Rodolphe-Théophile Bosshard

Paysage au viaduc, s.d.
oil on canvas
50.0 x 65.0 cm
Vast fields stretch towards a few constructions, which gradually give way to several stands of trees. These pictorial elements and their indistinct outlines melt into the texture of the sky. The shapes overlap, were swept over by a brush that regularly left areas of impasto in its wake.

Rodolphe-Théophile Bosshard offers us here a poetic suggestion of a landscape, where the same muted effects are employed to describe clouds, foliage and dwellings. Their colours mix in brushwork that imparts a misty aspect to the scene. The composition is deconstructed in a cubist manner and avoids mathematical perspective, even if its lines of force lend a certain rhythm and structure to the whole.

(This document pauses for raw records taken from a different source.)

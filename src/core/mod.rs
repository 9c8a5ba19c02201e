//! # Core Protocol Components
//!
//! Values, packets, the packet registry and the message frame codec.
//!
//! ## Components
//! - **Value / PageKey**: tagged SQL values and partition routing keys
//! - **Wire**: bounds-checked primitive field reads and writes
//! - **Packet**: typed, versioned packet bodies
//! - **Registry**: packet type tag to decoder
//! - **Codec**: Tokio codec for message frames
//!
//! ## Wire Format
//! ```text
//! [Magic(4)] [Id(4)] [Timestamp(4)] [Type(1)] [Length(4)] [Payload(N)]
//! ```
//!
//! ## Security
//! - Maximum frame size: 16MB (prevents memory exhaustion)
//! - Magic number checked before anything else in the frame
//! - Counts and lengths validated against the bytes present before allocation

pub mod codec;
pub mod packet;
pub mod registry;
pub mod value;
pub mod wire;
//! Message frame codec for `tokio_util`.
//!
//! ```text
//! [Magic(4)] [Id(4)] [Timestamp(4)] [Type(1)] [Length(4)] [Payload(N)]
//! ```
//!
//! The codec only frames; packet bodies are decoded afterwards with the
//! connection's negotiated version (see [`crate::core::registry`]).

use bytes::{Buf, BufMut, Bytes, BytesMut};
use tokio_util::codec::{Decoder, Encoder};

use crate::config::{MAX_FRAME_SIZE, PROTOCOL_MAGIC};
use crate::core::packet::Packet;
use crate::error::{ProtocolError, Result};

/// Size of the fixed frame header.
pub const FRAME_HEADER_SIZE: usize = 4 + 4 + 4 + 1 + 4;

/// One framed message before its payload is decoded.
#[derive(Debug, Clone, PartialEq, Eq)]
pub struct RawFrame {
    pub id: i32,
    /// Low 32 bits of the sender's wall clock, in milliseconds.
    pub timestamp: i32,
    pub packet_type: u8,
    pub payload: Bytes,
}

impl RawFrame {
    /// Frame `packet` for `version`, stamping the low bits of `now_ms`.
    pub fn from_packet(id: i32, now_ms: i64, packet: &Packet, version: i32) -> Self {
        Self {
            id,
            timestamp: now_ms as i32,
            packet_type: packet.packet_type().as_byte(),
            payload: packet.encode_to_bytes(version),
        }
    }

    pub fn encoded_len(&self) -> usize {
        FRAME_HEADER_SIZE + self.payload.len()
    }
}

/// Frames messages on an internode stream.
#[derive(Debug, Clone, Copy)]
pub struct FrameCodec {
    max_frame_size: usize,
}

impl Default for FrameCodec {
    fn default() -> Self {
        Self::new(MAX_FRAME_SIZE)
    }
}

impl FrameCodec {
    pub fn new(max_frame_size: usize) -> Self {
        Self { max_frame_size }
    }
}

impl Decoder for FrameCodec {
    type Item = RawFrame;
    type Error = ProtocolError;

    fn decode(&mut self, src: &mut BytesMut) -> Result<Option<RawFrame>> {
        // Validate the magic as soon as it is available so garbage fails fast.
        if src.len() >= 4 {
            let magic = i32::from_be_bytes([src[0], src[1], src[2], src[3]]);
            if magic != PROTOCOL_MAGIC {
                return Err(ProtocolError::InvalidMagic(magic));
            }
        }
        if src.len() < FRAME_HEADER_SIZE {
            return Ok(None);
        }

        let mut header = &src[4..FRAME_HEADER_SIZE];
        let id = header.get_i32();
        let timestamp = header.get_i32();
        let packet_type = header.get_u8();
        let length = header.get_i32();

        if length < 0 {
            return Err(ProtocolError::MalformedLength(length as i64));
        }
        let length = length as usize;
        if length > self.max_frame_size {
            return Err(ProtocolError::OversizedFrame(length));
        }

        let total = FRAME_HEADER_SIZE + length;
        if src.len() < total {
            src.reserve(total - src.len());
            return Ok(None);
        }

        src.advance(FRAME_HEADER_SIZE);
        let payload = src.split_to(length).freeze();

        Ok(Some(RawFrame {
            id,
            timestamp,
            packet_type,
            payload,
        }))
    }
}

impl Encoder<RawFrame> for FrameCodec {
    type Error = ProtocolError;

    fn encode(&mut self, frame: RawFrame, dst: &mut BytesMut) -> Result<()> {
        if frame.payload.len() > self.max_frame_size {
            return Err(ProtocolError::OversizedFrame(frame.payload.len()));
        }
        dst.reserve(frame.encoded_len());
        dst.put_i32(PROTOCOL_MAGIC);
        dst.put_i32(frame.id);
        dst.put_i32(frame.timestamp);
        dst.put_u8(frame.packet_type);
        dst.put_i32(frame.payload.len() as i32);
        dst.extend_from_slice(&frame.payload);
        Ok(())
    }
}
//! Structured logging setup.
//!
//! Installs a `tracing_subscriber::fmt` subscriber driven by
//! [`LoggingConfig`]. `RUST_LOG` takes precedence over the configured level.

use std::fs::OpenOptions;
use std::sync::Mutex;

use tracing_subscriber::EnvFilter;

use crate::config::LoggingConfig;
use crate::error::{ProtocolError, Result};

fn env_filter(config: &LoggingConfig) -> EnvFilter {
    EnvFilter::try_from_default_env()
        .unwrap_or_else(|_| EnvFilter::new(config.log_level.as_str().to_ascii_lowercase()))
}

/// Install the global subscriber.
///
/// Every failure, including a subscriber that is already installed, is
/// reported as `ConfigError`.
pub fn init_logging(config: &LoggingConfig) -> Result<()> {
    let problems = config.validate();
    if !problems.is_empty() {
        return Err(ProtocolError::ConfigError(problems.join("; ")));
    }

    let builder = tracing_subscriber::fmt()
        .with_env_filter(env_filter(config))
        .with_target(true);

    let installed = match (config.log_to_file, config.log_file_path.as_deref()) {
        (true, Some(path)) => {
            let file = OpenOptions::new()
                .create(true)
                .append(true)
                .open(path)
                .map_err(|e| {
                    ProtocolError::ConfigError(format!("Failed to open log file {path}: {e}"))
                })?;
            let builder = builder.with_ansi(false).with_writer(Mutex::new(file));
            if config.json_format {
                builder.json().try_init()
            } else {
                builder.try_init()
            }
        }
        _ if config.json_format => builder.json().try_init(),
        _ => builder.try_init(),
    };

    installed.map_err(|e| ProtocolError::ConfigError(format!("Failed to install logger: {e}")))?;
    tracing::info!(app = %config.app_name, level = %config.log_level, "Logging initialized");
    Ok(())
}
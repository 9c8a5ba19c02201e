//! # Node Services
//!
//! - **Messaging**: listener, outbound pool and request/response plumbing
//! - **Statements**: executes statements routed here by peers

pub mod messaging;
pub mod statements;

pub use messaging::MessagingService;
pub use statements::{
    PreparedInfo, QueryRequest, StatementExecutor, StatementService, UpdateRequest,
};
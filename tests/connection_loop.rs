//! Incoming connection loop driven over in-memory pipes.

use std::net::SocketAddr;
use std::sync::atomic::{AtomicUsize, Ordering};
use std::sync::Arc;
use std::time::Duration;

use bytes::{Bytes, BytesMut};
use tokio::io::{duplex, DuplexStream};
use tokio::sync::mpsc;
use tokio::task::JoinHandle;
use tokio_util::codec::Encoder;
use tokio_util::sync::CancellationToken;

use internode_protocol::config::CURRENT_VERSION;
use internode_protocol::core::codec::{FrameCodec, RawFrame};
use internode_protocol::core::packet::{
    Packet, PacketType, StatementUpdate, StatementUpdateAck,
};
use internode_protocol::protocol::handshake::{read_version, write_endpoint, write_version};
use internode_protocol::protocol::{Dispatcher, InboundMessage, SavedEndpoints};
use internode_protocol::transport::{
    ConnectionContext, ConnectionEnd, ConnectionState, ConnectionSummary, IncomingConnection,
    OutboundStream,
};
use internode_protocol::utils::time::current_millis;

const PIPE_CAPACITY: usize = 256 * 1024;

fn peer() -> SocketAddr {
    "10.0.0.7:7000".parse().unwrap()
}

fn update(sql: &str) -> Packet {
    StatementUpdate {
        page_keys: Vec::new(),
        sql: sql.to_string(),
        replication_name: None,
    }
    .into()
}

fn frame_at(id: i32, packet: &Packet, now_ms: i64) -> Bytes {
    let mut buf = BytesMut::new();
    FrameCodec::default()
        .encode(RawFrame::from_packet(id, now_ms, packet, CURRENT_VERSION), &mut buf)
        .unwrap();
    buf.freeze()
}

fn frame(id: i32, packet: &Packet) -> Bytes {
    frame_at(id, packet, current_millis())
}

fn spawn_connection(
    ctx: ConnectionContext,
    version: i32,
    compressed: bool,
) -> (DuplexStream, JoinHandle<ConnectionSummary>) {
    let (client, server) = duplex(PIPE_CAPACITY);
    let connection = IncomingConnection::new(server, version, compressed, ctx);
    assert_eq!(connection.state(), ConnectionState::Connecting);
    let task = tokio::spawn(connection.run(CancellationToken::new()));
    (client, task)
}

/// Complete the connector side of the handshake.
async fn handshake(client: &mut DuplexStream) {
    assert_eq!(read_version(client).await.unwrap(), CURRENT_VERSION);
    write_version(client, CURRENT_VERSION).await.unwrap();
    write_endpoint(client, &peer()).await.unwrap();
}

fn collect_requests(
    ctx: &ConnectionContext,
    packet_type: PacketType,
) -> mpsc::UnboundedReceiver<InboundMessage> {
    let (tx, rx) = mpsc::unbounded_channel();
    ctx.dispatcher
        .register_handler(packet_type, move |message| {
            let _ = tx.send(message);
        })
        .unwrap();
    rx
}

#[tokio::test]
async fn request_reaches_its_handler() {
    let ctx = ConnectionContext::new(Arc::new(SavedEndpoints::new()));
    let mut requests = collect_requests(&ctx, PacketType::StatementUpdate);
    let (mut client, task) = spawn_connection(ctx.clone(), CURRENT_VERSION, false);

    handshake(&mut client).await;
    let mut writer = OutboundStream::new(client, false);
    writer.write_frame(frame(5, &update("DELETE FROM t"))).await.unwrap();
    writer.shutdown().await.unwrap();

    let message = requests.recv().await.unwrap();
    assert_eq!(message.id, 5);
    assert_eq!(message.from, peer());
    assert_eq!(message.version, CURRENT_VERSION);
    assert_eq!(message.packet, update("DELETE FROM t"));

    let summary = task.await.unwrap();
    assert_eq!(summary.end, ConnectionEnd::EndOfStream);
    assert_eq!(summary.peer, Some(peer()));
    assert_eq!(summary.peer_version, Some(CURRENT_VERSION));
    assert_eq!(summary.reached, ConnectionState::Streaming);
    assert_eq!(summary.stats.messages_dispatched, 1);
    assert_eq!(ctx.versions.known_version(&peer()), Some(CURRENT_VERSION));
}

#[tokio::test]
async fn compressed_stream_preserves_order() {
    let ctx = ConnectionContext::new(Arc::new(SavedEndpoints::new()));
    let mut requests = collect_requests(&ctx, PacketType::StatementUpdate);
    let (mut client, task) = spawn_connection(ctx.clone(), CURRENT_VERSION, true);

    handshake(&mut client).await;
    let mut writer = OutboundStream::new(client, true);
    // large enough to span several compressed blocks
    let big = "x".repeat(150 * 1024);
    for (id, sql) in [(1, "A"), (2, big.as_str()), (3, "C")] {
        writer.write_frame(frame(id, &update(sql))).await.unwrap();
    }
    writer.shutdown().await.unwrap();

    let mut ids = Vec::new();
    for _ in 0..3 {
        ids.push(requests.recv().await.unwrap().id);
    }
    assert_eq!(ids, vec![1, 2, 3]);

    let summary = task.await.unwrap();
    assert_eq!(summary.end, ConnectionEnd::EndOfStream);
    assert_eq!(summary.stats.frames_received, 3);
}

#[tokio::test]
async fn peer_ahead_is_saved_and_never_dispatched() {
    let membership = Arc::new(SavedEndpoints::new());
    let ctx = ConnectionContext::new(membership.clone());
    let handled = Arc::new(AtomicUsize::new(0));
    let counter = handled.clone();
    ctx.dispatcher
        .register_handler(PacketType::StatementUpdate, move |_| {
            counter.fetch_add(1, Ordering::SeqCst);
        })
        .unwrap();
    let (mut client, task) = spawn_connection(ctx.clone(), CURRENT_VERSION + 1, false);

    handshake(&mut client).await;
    // whatever follows the handshake must be ignored
    let mut writer = OutboundStream::new(client, false);
    for id in 0..4 {
        let _ = writer.write_frame(frame(id, &update("INSERT"))).await;
    }
    let _ = writer.shutdown().await;

    let summary = task.await.unwrap();
    assert_eq!(summary.end, ConnectionEnd::PeerAhead);
    assert_eq!(summary.reached, ConnectionState::VersionReconciled);
    assert_eq!(summary.stats.frames_received, 0);
    assert_eq!(handled.load(Ordering::SeqCst), 0);
    assert_eq!(membership.saved(), vec![peer()]);
    assert_eq!(ctx.metrics.snapshot().messages_dispatched, 0);
}

#[tokio::test]
async fn bad_magic_ends_connection_without_dispatch() {
    let ctx = ConnectionContext::new(Arc::new(SavedEndpoints::new()));
    let mut requests = collect_requests(&ctx, PacketType::StatementUpdate);
    let (mut client, task) = spawn_connection(ctx.clone(), CURRENT_VERSION, false);

    handshake(&mut client).await;
    let mut corrupt = BytesMut::from(&frame(1, &update("UPDATE t"))[..]);
    corrupt[..4].copy_from_slice(&0x0BAD_F00D_i32.to_be_bytes());
    let mut writer = OutboundStream::new(client, false);
    let _ = writer.write_frame(corrupt.freeze()).await;
    let _ = writer.write_frame(frame(2, &update("UPDATE t"))).await;

    let summary = task.await.unwrap();
    assert!(matches!(summary.end, ConnectionEnd::Framing(_)));
    assert_eq!(summary.stats.messages_dispatched, 0);
    assert_eq!(ctx.metrics.snapshot().framing_errors, 1);
    assert!(requests.try_recv().is_err());
}

#[tokio::test]
async fn late_response_is_dropped_before_decode() {
    let ctx = ConnectionContext::new(Arc::new(SavedEndpoints::new()));
    let waiting = ctx.dispatcher.register_callback(peer(), Duration::from_secs(5));
    let (mut client, task) = spawn_connection(ctx.clone(), CURRENT_VERSION, false);

    handshake(&mut client).await;
    let mut writer = OutboundStream::new(client, false);
    // nobody waits for id 9999; its undecodable payload must never be decoded
    let orphan = RawFrame {
        id: 9999,
        timestamp: 0,
        packet_type: PacketType::StatementUpdateAck.as_byte(),
        payload: Bytes::from_static(&[0xFF]),
    };
    let mut buf = BytesMut::new();
    FrameCodec::default().encode(orphan, &mut buf).unwrap();
    writer.write_frame(buf.freeze()).await.unwrap();
    let ack: Packet = StatementUpdateAck { update_count: 3 }.into();
    writer.write_frame(frame(waiting.id(), &ack)).await.unwrap();
    writer.shutdown().await.unwrap();

    assert_eq!(waiting.wait().await.unwrap(), ack);
    let summary = task.await.unwrap();
    assert_eq!(summary.stats.expired_dropped, 1);
    assert_eq!(summary.stats.messages_dispatched, 1);
    assert_eq!(ctx.dispatcher.pending(), 0);
}

#[tokio::test]
async fn stale_request_is_dropped_with_cross_node_timeout() {
    let mut ctx = ConnectionContext::new(Arc::new(SavedEndpoints::new()));
    ctx.cross_node_timeout = true;
    ctx.dispatcher =
        Arc::new(Dispatcher::new().with_request_timeout(Some(Duration::from_millis(500))));
    let mut requests = collect_requests(&ctx, PacketType::StatementUpdate);
    let (mut client, task) = spawn_connection(ctx.clone(), CURRENT_VERSION, false);

    handshake(&mut client).await;
    let mut writer = OutboundStream::new(client, false);
    let sent_long_ago = current_millis() - 10_000;
    writer
        .write_frame(frame_at(1, &update("UPDATE t"), sent_long_ago))
        .await
        .unwrap();
    writer.write_frame(frame(2, &update("UPDATE t"))).await.unwrap();
    writer.shutdown().await.unwrap();

    assert_eq!(requests.recv().await.unwrap().id, 2);
    let summary = task.await.unwrap();
    assert_eq!(summary.stats.requests_dropped, 1);
    assert_eq!(summary.stats.messages_dispatched, 1);
}

#[tokio::test]
async fn cancellation_stops_an_idle_connection() {
    let ctx = ConnectionContext::new(Arc::new(SavedEndpoints::new()));
    let (client, server) = duplex(PIPE_CAPACITY);
    let cancel = CancellationToken::new();
    let task = tokio::spawn(
        IncomingConnection::new(server, CURRENT_VERSION, false, ctx.clone()).run(cancel.clone()),
    );

    cancel.cancel();
    let summary = task.await.unwrap();
    assert_eq!(summary.end, ConnectionEnd::Cancelled);
    assert_eq!(ctx.metrics.snapshot().connections_active, 0);
    drop(client);
}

In Bosshard’s work, the viaduct motif appears several times, combined with his two favourite themes, the landscape and the nude. As Pierre Descargues analyses it, “When the viaducts appear, it is only to reassure viewers, thrown off by the vast landscapes which they have no place in”.

The harmony of the blues, greens and ochres is heightened by the flashes of light falling on the landscape’s background, reinforcing the contrasts and the dreamlike dimension of the work. Bosshard translates an inner vision here: “…it’s the heart that’s in charge. People are surprised by how much it looks like nature when the dance of the hand is directed by the pulses of the heart. Man has created a new living object from his own laws and those laws are nearer to life, nearer to the soul, nearer to truth. You don’t need to be a handwriting expert to read that writing. We know it’s dictated, and faith in the true gesture is a faith in the true, nothing more or less.”
Rodolphe-Théophile Bosshard, Paysage au viaduc, s.d.